Malaria Unit, Department of Pathology, Institute of Tropical Medicine, Nagasaki University, Nagasaki, 852-8523, Japan.
Sci Rep. 2018 Jan 8;8(1):86. doi: 10.1038/s41598-017-18216-x.
Zoonotic malaria poses a unique problem for malaria control. Autochthonous cases of human malaria in the Atlantic Forest have recently been attributed to Plasmodium simium, a parasite that commonly infects non-human primates in this Brazilian biome. However, due to its close similarity at both the morphological and molecular level to Plasmodium vivax, the diagnosis of P. simium in this region remains problematic. Therefore, a diagnostic assay able to accurately identify P. simium is important for malaria surveillance. Based on mitochondrial genome sequences, primers were designed to amplify a region containing a SNP specific to P. simium. This region can then be digested with the restriction enzyme HpyCH4III, which results in digestion of P. simium sequences, but not of any other malaria parasite. Fifty-two human and monkey blood samples from different regions and infected with different Plasmodium species were used to validate this protocol. This easy and inexpensive tool can be used for the diagnosis of P. simium in non-human primates and human infections from the Atlantic Forest region to monitor zoonotic malaria transmission in Brazil.
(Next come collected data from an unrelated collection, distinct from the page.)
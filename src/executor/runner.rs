//! Shared per-step runtime: input marshalling, cache integration,
//! conditional evaluation, and the retry/timeout loop.

use crate::cache::{CacheStore, CachedResult};
use crate::core::StepResult;
use crate::errors::StepFailure;
use crate::step::{Step, StepInput};
use chrono::Utc;
use serde_json::Value;
use std::collections::HashMap;
use std::sync::Arc;
use std::time::Instant;
use tokio::time::{sleep, timeout};
use tracing::{debug, warn};

/// Builds the input for a step from upstream outputs.
///
/// No dependencies take the run's initial input when present; exactly
/// one dependency is passed positionally; several are passed as a map
/// keyed by dependency name. A skipped dependency contributes
/// `Value::Null` for its key.
pub(crate) fn marshal_input(
    step: &Step,
    outputs: &HashMap<String, Value>,
    initial_input: Option<&Value>,
) -> StepInput {
    match step.dependencies() {
        [] => initial_input.map_or(StepInput::None, |value| StepInput::One(value.clone())),
        [dep] => StepInput::One(outputs.get(dep).cloned().unwrap_or(Value::Null)),
        deps => StepInput::Many(
            deps.iter()
                .map(|dep| {
                    (
                        dep.clone(),
                        outputs.get(dep).cloned().unwrap_or(Value::Null),
                    )
                })
                .collect(),
        ),
    }
}

/// Runs one step to a terminal [`StepResult`].
///
/// The same marshalled input is handed to the callable and to the
/// `only_if`, `unless`, and `cache_key` functions.
pub(crate) async fn run_step(
    step: &Step,
    input: StepInput,
    cache: Option<&Arc<dyn CacheStore>>,
    force: bool,
) -> StepResult {
    let options = step.options();
    let store = if options.cache { cache } else { None };

    // The key function runs even under force, so a forced run writes
    // its fresh result under the input-derived key.
    let cache_key = store.map(|_| {
        options
            .cache_key
            .as_ref()
            .map_or_else(|| step.name().to_string(), |key_fn| key_fn(&input))
    });

    if !force {
        if let (Some(store), Some(key)) = (store, cache_key.as_deref()) {
            if let Some(entry) = store.read(key).await {
                if entry.is_current() {
                    debug!(step = step.name(), key, "cache hit");
                    let output = (!entry.skipped).then_some(entry.output);
                    return StepResult::cached(step.name(), output, entry.skipped);
                }
                warn!(step = step.name(), key, "stale cache entry version, recomputing");
            }
        }
    }

    let if_value = options.only_if.as_ref().map_or(true, |p| p(&input));
    let unless_value = options.unless.as_ref().map_or(false, |p| p(&input));
    if !if_value || unless_value {
        let now = Utc::now();
        debug!(step = step.name(), "conditions not met, skipping");
        if let Some(store) = store {
            // Skips persist under the step name: no input is
            // semantically meaningful for a skip decision.
            store.write(step.name(), CachedResult::skipped()).await;
        }
        return StepResult::skipped(step.name(), now, Utc::now());
    }

    let started_at = Utc::now();
    let run_start = Instant::now();
    let mut attempt: u32 = 0;

    loop {
        let attempt_start = Instant::now();
        let outcome = match options.timeout {
            Some(limit) => match timeout(limit, step.call(input.clone())).await {
                Ok(result) => result,
                Err(_) => Err(StepFailure::Timeout {
                    limit,
                    elapsed: attempt_start.elapsed(),
                }),
            },
            None => step.call(input.clone()).await,
        };

        match outcome {
            Ok(output) => {
                let finished_at = Utc::now();
                if let (Some(store), Some(key)) = (store, cache_key.as_deref()) {
                    store.write(key, CachedResult::success(output.clone())).await;
                }
                return StepResult::success(
                    step.name(),
                    output,
                    run_start.elapsed(),
                    started_at,
                    finished_at,
                    attempt,
                );
            }
            Err(failure) => {
                let retryable = attempt < options.retries
                    && options.retry_if.as_ref().map_or(true, |p| p(&failure));
                if retryable {
                    attempt += 1;
                    let delay = options.retry_backoff.delay_for(options.retry_delay, attempt);
                    debug!(
                        step = step.name(),
                        attempt,
                        delay_ms = delay.as_millis() as u64,
                        error = %failure,
                        "retrying after failure"
                    );
                    if !delay.is_zero() {
                        sleep(delay).await;
                    }
                    continue;
                }

                let finished_at = Utc::now();
                warn!(step = step.name(), retries = attempt, error = %failure, "step failed");
                return if failure.is_timeout() {
                    StepResult::timed_out(
                        step.name(),
                        failure,
                        run_start.elapsed(),
                        started_at,
                        finished_at,
                        attempt,
                    )
                } else {
                    StepResult::failure(
                        step.name(),
                        failure,
                        run_start.elapsed(),
                        started_at,
                        finished_at,
                        attempt,
                    )
                };
            }
        }
    }
}
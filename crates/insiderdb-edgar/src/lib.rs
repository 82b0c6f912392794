//! SEC EDGAR client and Form 4 extraction.
//!
//! Fetches the "current filings" Atom feed, per-filing directory indexes and
//! machine-readable Form 4 XML bodies, the global ticker→CIK mapping, and
//! per-company submission histories. Extraction is pattern-based (quick-xml
//! tag scanning plus a handful of regexes) and sits behind narrow `parse_*`
//! functions so the matching strategy can be swapped without touching the
//! aggregation logic downstream.

mod atom;
mod client;
mod error;
mod form4;
mod rate_limit;
mod tickers;
mod types;

pub use atom::{extract_accession_number, parse_atom_feed, parse_entry_title, FeedEntry};
pub use client::EdgarClient;
pub use error::EdgarError;
pub use form4::{parse_form4_xml, Form4Document};
pub use tickers::{pad_cik, CikEntry, CikMap};
pub use types::{CompanyTickerEntry, FilingIndex, IndexItem, RecentFilings, Submissions};
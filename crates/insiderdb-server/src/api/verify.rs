use axum::{
    extract::State,
    http::StatusCode,
    response::{IntoResponse, Response},
    Extension, Json,
};

use insiderdb_sync::VerifyRequest;

use crate::middleware::RequestId;

use super::{ApiError, ApiResponse, AppState, ResponseMeta};

/// Cross-check a claimed insider transaction against EDGAR.
///
/// An unknown ticker answers 404 with the `Unverified` outcome as the body:
/// the company simply is not in the SEC's list, which is a property of the
/// request, not a server failure.
pub(super) async fn verify_claim(
    State(state): State<AppState>,
    Extension(req_id): Extension<RequestId>,
    Json(request): Json<VerifyRequest>,
) -> Result<Response, ApiError> {
    if request.ticker.trim().is_empty() {
        return Err(ApiError::new(
            req_id.0,
            "validation_error",
            "ticker must not be empty",
        ));
    }

    let outcome =
        insiderdb_sync::verify_and_record(&state.pool, &state.edgar, &state.cik_map, &request)
            .await
            .map_err(|e| match e {
                insiderdb_sync::SyncError::Db(insiderdb_db::DbError::NotFound) => ApiError::new(
                    req_id.0.clone(),
                    "not_found",
                    "no stored record carries that filing_id",
                ),
                other => {
                    tracing::error!(error = %other, ticker = %request.ticker, "verification failed");
                    ApiError::new(
                        req_id.0.clone(),
                        "upstream_error",
                        format!("verification failed: {other}"),
                    )
                }
            })?;

    // Every resolved ticker carries its CIK; only the unknown-ticker
    // outcome leaves it empty.
    let status_code = if outcome.cik.is_none() {
        StatusCode::NOT_FOUND
    } else {
        StatusCode::OK
    };

    Ok((
        status_code,
        Json(ApiResponse {
            data: outcome,
            meta: ResponseMeta::new(req_id.0),
        }),
    )
        .into_response())
}
use axum::{
    extract::{Query, State},
    Extension, Json,
};
use chrono::{DateTime, NaiveDate, Utc};
use rust_decimal::Decimal;
use serde::{Deserialize, Serialize};

use insiderdb_core::{TransactionType, VerificationStatus};
use insiderdb_db::AlertFilter;

use crate::middleware::RequestId;

use super::{map_db_error, normalize_limit, ApiError, ApiResponse, AppState, ResponseMeta};

#[derive(Debug, Deserialize)]
pub(super) struct AlertsQuery {
    pub ticker: Option<String>,
    #[serde(rename = "type")]
    pub transaction_type: Option<String>,
    pub status: Option<String>,
    pub limit: Option<i64>,
    pub offset: Option<i64>,
}

#[derive(Debug, Serialize)]
pub(super) struct AlertItem {
    pub id: i64,
    pub filing_id: String,
    pub ticker: String,
    pub company_name: String,
    pub cik: Option<String>,
    pub insider_name: String,
    pub insider_title: String,
    pub transaction_type: String,
    pub shares: Decimal,
    pub price_per_share: Decimal,
    pub total_value: Decimal,
    pub report_date: NaiveDate,
    pub filing_date: NaiveDate,
    pub source_url: String,
    pub verification_status: String,
    pub verification_message: Option<String>,
    pub source: String,
    pub created_at: DateTime<Utc>,
}

pub(super) async fn list_alerts(
    State(state): State<AppState>,
    Extension(req_id): Extension<RequestId>,
    Query(query): Query<AlertsQuery>,
) -> Result<Json<ApiResponse<Vec<AlertItem>>>, ApiError> {
    // Reject unknown filter values up front instead of returning an empty
    // list the caller cannot tell apart from "no matches".
    if let Some(t) = query.transaction_type.as_deref() {
        if TransactionType::parse(t).is_none() {
            return Err(ApiError::new(
                req_id.0,
                "validation_error",
                format!("unknown transaction type '{t}'"),
            ));
        }
    }
    if let Some(s) = query.status.as_deref() {
        if VerificationStatus::parse(s).is_none() {
            return Err(ApiError::new(
                req_id.0,
                "validation_error",
                format!("unknown verification status '{s}'"),
            ));
        }
    }

    let filter = AlertFilter {
        transaction_type: query.transaction_type,
        verification_status: query.status,
        ticker: query.ticker,
        limit: normalize_limit(query.limit),
        offset: query.offset.unwrap_or(0).max(0),
    };

    let rows = insiderdb_db::list_alerts(&state.pool, &filter)
        .await
        .map_err(|e| map_db_error(req_id.0.clone(), &e))?;

    let data = rows
        .into_iter()
        .map(|row| AlertItem {
            id: row.id,
            filing_id: row.filing_id,
            ticker: row.ticker,
            company_name: row.company_name,
            cik: row.cik,
            insider_name: row.insider_name,
            insider_title: row.insider_title,
            transaction_type: row.transaction_type,
            shares: row.shares,
            price_per_share: row.price_per_share,
            total_value: row.total_value,
            report_date: row.report_date,
            filing_date: row.filing_date,
            source_url: row.source_url,
            verification_status: row.verification_status,
            verification_message: row.verification_message,
            source: row.source,
            created_at: row.created_at,
        })
        .collect();

    Ok(Json(ApiResponse {
        data,
        meta: ResponseMeta::new(req_id.0),
    }))
}
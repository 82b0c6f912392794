//! Pure normalization and qualification math.
//!
//! No I/O and no side effects: the parsers hand these functions raw sums and
//! the configured threshold, and get back the values that go into an
//! [`crate::InsiderTransaction`].

use rust_decimal::Decimal;

/// Arithmetic mean of the reported per-line prices.
///
/// `price_sum` is the running sum over line items that reported a price and
/// `price_count` how many did. Zero reporting line items means the filing
/// carries no price information at all, and the mean is defined as zero
/// (which in turn makes the total value zero).
#[must_use]
pub fn mean_price(price_sum: Decimal, price_count: u32) -> Decimal {
    if price_count == 0 {
        return Decimal::ZERO;
    }
    price_sum / Decimal::from(price_count)
}

/// Total transaction value, rounded to the nearest whole currency unit.
#[must_use]
pub fn total_value(shares: Decimal, price_per_share: Decimal) -> Decimal {
    (shares * price_per_share).round_dp(0)
}

/// Minimum-value significance filter.
///
/// Policy is `value < min` rejected, so a value exactly at the threshold
/// qualifies.
#[must_use]
pub fn qualifies(total_value: Decimal, min_value: Decimal) -> bool {
    total_value >= min_value
}

#[cfg(test)]
mod tests {
    use super::*;

    fn dec(s: &str) -> Decimal {
        s.parse().unwrap()
    }

    #[test]
    fn mean_price_averages_only_reporting_line_items() {
        // Two of three line items reported a price: (10.00 + 20.00) / 2.
        assert_eq!(mean_price(dec("30.00"), 2), dec("15.00"));
    }

    #[test]
    fn mean_price_is_zero_when_no_line_item_reports_a_price() {
        assert_eq!(mean_price(Decimal::ZERO, 0), Decimal::ZERO);
    }

    #[test]
    fn total_value_rounds_to_whole_currency_units() {
        assert_eq!(total_value(dec("61200"), dec("31.64")), dec("1936368"));
        assert_eq!(total_value(dec("3"), dec("0.335")), dec("1"));
    }

    #[test]
    fn zero_mean_price_gives_zero_total_value() {
        assert_eq!(total_value(dec("50000"), Decimal::ZERO), Decimal::ZERO);
    }

    #[test]
    fn value_exactly_at_threshold_qualifies() {
        let min = dec("100000");
        assert!(qualifies(dec("100000"), min));
    }

    #[test]
    fn value_below_threshold_is_rejected() {
        let min = dec("100000");
        assert!(!qualifies(dec("99999"), min));
        assert!(qualifies(dec("100001"), min));
    }
}
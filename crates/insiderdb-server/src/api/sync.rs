use axum::{extract::State, Extension, Json};
use serde::Serialize;

use insiderdb_core::RunSummary;
use insiderdb_sync::{run_reddit_sync, run_sec_sync};

use crate::middleware::RequestId;

use super::{ApiError, ApiResponse, AppState, ResponseMeta};

#[derive(Debug, Serialize)]
pub(super) struct SyncData {
    pub sec: RunSummary,
    pub reddit: Option<RunSummary>,
    /// Source-level failures that did not abort the whole request.
    pub errors: Vec<String>,
}

/// Run both source syncs concurrently.
///
/// The SEC feed is the primary source: its total failure fails the request.
/// A Reddit failure is reported in the error list alongside the SEC summary.
pub(super) async fn run_sync(
    State(state): State<AppState>,
    Extension(req_id): Extension<RequestId>,
) -> Result<Json<ApiResponse<SyncData>>, ApiError> {
    let (sec_result, reddit_result) = tokio::join!(
        run_sec_sync(&state.pool, &state.edgar, &state.config),
        run_reddit_sync(&state.pool, &state.reddit, &state.config),
    );

    let sec = match sec_result {
        Ok(summary) => summary,
        Err(e) => {
            tracing::error!(error = %e, "SEC sync failed");
            return Err(ApiError::new(
                req_id.0,
                "upstream_error",
                format!("SEC sync failed: {e}"),
            ));
        }
    };

    let mut errors = Vec::new();
    let reddit = match reddit_result {
        Ok(summary) => Some(summary),
        Err(e) => {
            tracing::error!(error = %e, "Reddit sync failed");
            errors.push(format!("reddit: {e}"));
            None
        }
    };

    Ok(Json(ApiResponse {
        data: SyncData {
            sec,
            reddit,
            errors,
        },
        meta: ResponseMeta::new(req_id.0),
    }))
}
人兽共患疟疾给疟疾控制带来了一个独特的问题。最近,在大西洋森林中发现了源自食蟹猕猴疟原虫(Plasmodium simium)的人体疟疾本地病例,这种寄生虫通常会感染巴西这一生物群系中的非人类灵长类动物。然而,由于其在形态和分子水平上与间日疟原虫(Plasmodium vivax)极为相似,因此该地区对 P. simium 的诊断仍然存在问题。因此,能够准确识别 P. simium 的诊断检测方法对于疟疾监测非常重要。本研究基于线粒体基因组序列设计了用于扩增包含 P. simium 特异性 SNP 的区域的引物。然后,用限制性内切酶 HpyCH4III 对该区域进行消化,这会导致 P. simium 序列被消化,但不会消化任何其他疟原虫。该方案使用了来自不同地区的 52 个人类和猴子血液样本,这些样本感染了不同的疟原虫物种,用于对该方案进行验证。这种简单且廉价的工具可用于诊断来自大西洋森林地区的非人类灵长类动物和人类感染中的 P. simium,以监测巴西的人兽共患疟疾传播。